For Wilshire Baptist Church
My desk had become a wicked mess, with piles of papers stacked so high there was danger of them collapsing into one big pile that avalanched onto the floor.
The mess was a testament to recent months where I was so busy and buffeted from one project to another that my desk became a dumping ground for anything and everything. For a while there was evidence of attempted cleanup when I had some sorted stacks on the floor, but those had to go back on the desk in crisscross piles when I started bringing home papers to sort from George Gagliardi’s apartment.
I finally decided enough was enough when I couldn’t see half of my computer screen and there was no place to park a cup of coffee. I need both of those for work.
I felt foolish as I began sorting again, because I had a roommate in college who would clean the apartment whenever mid-terms or finals came around. He said he couldn’t think straight until he got things in order. I laughed at him then because I knew it was just his way of procrastinating about studying. I don’t laugh anymore because I find myself doing the same thing: putting off an important task by jumping into more menial tasks I’ve convinced myself need to come first.
On the other hand, I found something therapeutic, even spiritual, as I got started on the cleanup because it became an unexpected sort of Advent preparation. As in the carol “Joy to the World” with the text, “let every heart prepare Him room,” I felt in a way that in cleaning off my desk, I was getting my mind and spirit ready for Advent.
Underlying the entire process was a general throwing away of papers and documents I’d been holding onto for no reason other than I couldn’t decide what to do with them. As it turns out, the trash can is a very good place to put such things you can’t decide about and that no longer matter.
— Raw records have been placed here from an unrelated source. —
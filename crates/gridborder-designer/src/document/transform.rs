//! Resizing the grid.

use gridborder_core::GridError;
use tracing::{debug, warn};

use super::Document;
use crate::ops::{self, ResizePlan, SideDeltas};

impl Document {
    /// Grows or shrinks each side of the grid. Content moves with the top
    /// and left edges; anything that falls off the new grid is dropped.
    ///
    /// Returns the number of lines dropped.
    pub fn resize_sides(&mut self, deltas: SideDeltas) -> Result<usize, GridError> {
        let plan = ops::plan_sides(self.width, self.height, deltas)?;
        Ok(self.apply_resize(plan))
    }

    /// Resizes to `width` x `height`, keeping the content centered.
    ///
    /// Returns the number of lines dropped.
    pub fn resize_to(&mut self, width: i32, height: i32) -> Result<usize, GridError> {
        let plan = ops::plan_centered(self.width, self.height, width, height)?;
        Ok(self.apply_resize(plan))
    }

    fn apply_resize(&mut self, plan: ResizePlan) -> usize {
        if plan.width == self.width
            && plan.height == self.height
            && plan.shift_x == 0
            && plan.shift_y == 0
        {
            return 0;
        }
        debug!(
            "Resize {}x{} -> {}x{}, shift ({}, {})",
            self.width, self.height, plan.width, plan.height, plan.shift_x, plan.shift_y
        );
        let dropped_lines =
            self.lines
                .translate_and_clip(plan.shift_x, plan.shift_y, plan.width, plan.height);
        let dropped_highlights =
            self.highlights
                .translate_and_clip(plan.shift_x, plan.shift_y, plan.width, plan.height);
        if dropped_lines > 0 || dropped_highlights > 0 {
            warn!(
                "Resize dropped {} lines and {} highlights",
                dropped_lines, dropped_highlights
            );
        }
        self.width = plan.width;
        self.height = plan.height;
        self.touch();
        dropped_lines
    }
}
There were greeting cards from months and even years past I had kept to look at again but in fact I hadn’t and rarely do. Some are holiday and birthday cards, and others are much-appreciated expressions of support and even prayer during difficult times. But those times have passed and it’s time to look ahead.
I had old worship folders from Sunday church services and more funerals than I care to count. I also had an elaborate invitation to a wedding in the Hill Country, the only one we’ve been to in the past five years if not longer. After all the funerals, it was a breath of fresh air to witness a new family being formed, but do we need to keep the invitation? We have pictures and great memories of time shared with old friends.
There were lots of medical records and statements from the past two years of cancer diagnosis, treatments and tests. Sure, they are documentation of a life-changing event, but shouldn’t I be focusing on the good life still to be lived?
Also in the piles were receipts and statements that will become part of our filing for taxes in a few months, but also just receipts from the comings and goings of everyday life: dining at a favorite restaurant, buying flowers at the nursery, purchasing replacement parts online for this device or that appliance.
Interspersed were odds and ends from my time serving as coordinator for Wilshire’s deacon body: attendance records, financial reports, scribbled notes for meeting minutes that have long been typed and recorded. From what I can see, the deacons have gotten along fine with new and improved processes. They don’t need my old documents any more than I do.
Falling out of almost every pile were business cards from people I’ve dealt with, others I collected and have forgotten why, and some that were taped on the front door by tree and lawn services I was never going to hire. And there were plenty of papers I set aside for no other reason than I was too lazy or too busy to make a decision on whether they should go or stay. As I forced myself to make those decisions now, it was no surprise that most of them went in the trash. Wouldn’t it have been better to do that when I first handled them?
Everything I threw away was a record of the life I live in the here and now but has no bearing on what is to come: the new life that is heralded in the birth of the Christ child. The documents I trashed are important in the moment because we do need to pay our bills and take care of commitments to and from others. But too often they can pile up and become a source of anxiety, distraction and obsession. They can become sort of an altar to ourselves: “This is me; this is what I do; this is who I am.”
With my desk mostly clear now, I have room to work, think, meditate, even pray. The floor is clear and ready for the Christmas tree we always put in our upstairs window. Most of all, the cleanup has helped prepare room in my head and heart for the one who has already prepared room for us.